§ **Exercise prompt**: Return, from the data that follows, each line that holds the word "MapAccess".
########
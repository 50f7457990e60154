use std::fmt;

use serde::de::{Error, MapAccess, Visitor};
use serde::{Deserialize, Deserializer};
use serde_json::Value;

use crate::models::{Node, NodeMapping, RawTimestamp};

/// Custom deserializer for `create_time` that accepts numbers, numeric strings and null
///
/// The original text of the value is kept in [`RawTimestamp::raw`].
pub fn deserialize_create_time<'de, D>(deserializer: D) -> Result<Option<RawTimestamp>, D::Error>
where
    D: Deserializer<'de>,
{
    let value = Value::deserialize(deserializer)?;
    match value {
        Value::Null => Ok(None),
        Value::Number(n) => {
            let seconds = n.as_f64().ok_or_else(|| Error::custom("invalid timestamp"))?;
            Ok(Some(RawTimestamp { raw: n.to_string(), seconds }))
        }
        Value::String(s) => {
            let seconds = s
                .trim()
                .parse::<f64>()
                .map_err(|e| Error::custom(format!("invalid numeric timestamp: {}", e)))?;
            Ok(Some(RawTimestamp { raw: s, seconds }))
        }
        _ => Err(Error::custom("timestamp must be a number, string or null")),
    }
}

/// Custom deserializer for the `mapping` object that keeps node order and
/// treats each key as the authoritative node id
pub fn deserialize_node_mapping<'de, D>(deserializer: D) -> Result<NodeMapping, D::Error>
where
    D: Deserializer<'de>,
{
    struct MappingVisitor;

    impl<'de> Visitor<'de> for MappingVisitor {
        type Value = NodeMapping;

        fn expecting(&self, formatter: &mut fmt::Formatter) -> fmt::Result {
            formatter.write_str("an object of node id to node")
        }

        fn visit_map<A>(self, mut map: A) -> Result<NodeMapping, A::Error>
        where
            A: MapAccess<'de>,
        {
            let mut mapping = NodeMapping::new();
            while let Some((id, mut node)) = map.next_entry::<String, Node>()? {
                node.id = id;
                mapping.insert(node);
            }
            Ok(mapping)
        }

        fn visit_unit<E: Error>(self) -> Result<NodeMapping, E> {
            Ok(NodeMapping::new())
        }
    }

    deserializer.deserialize_any(MappingVisitor)
}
########
§ **Written solution**:
use serde::de::{Error, MapAccess, Visitor};
            A: MapAccess<'de>,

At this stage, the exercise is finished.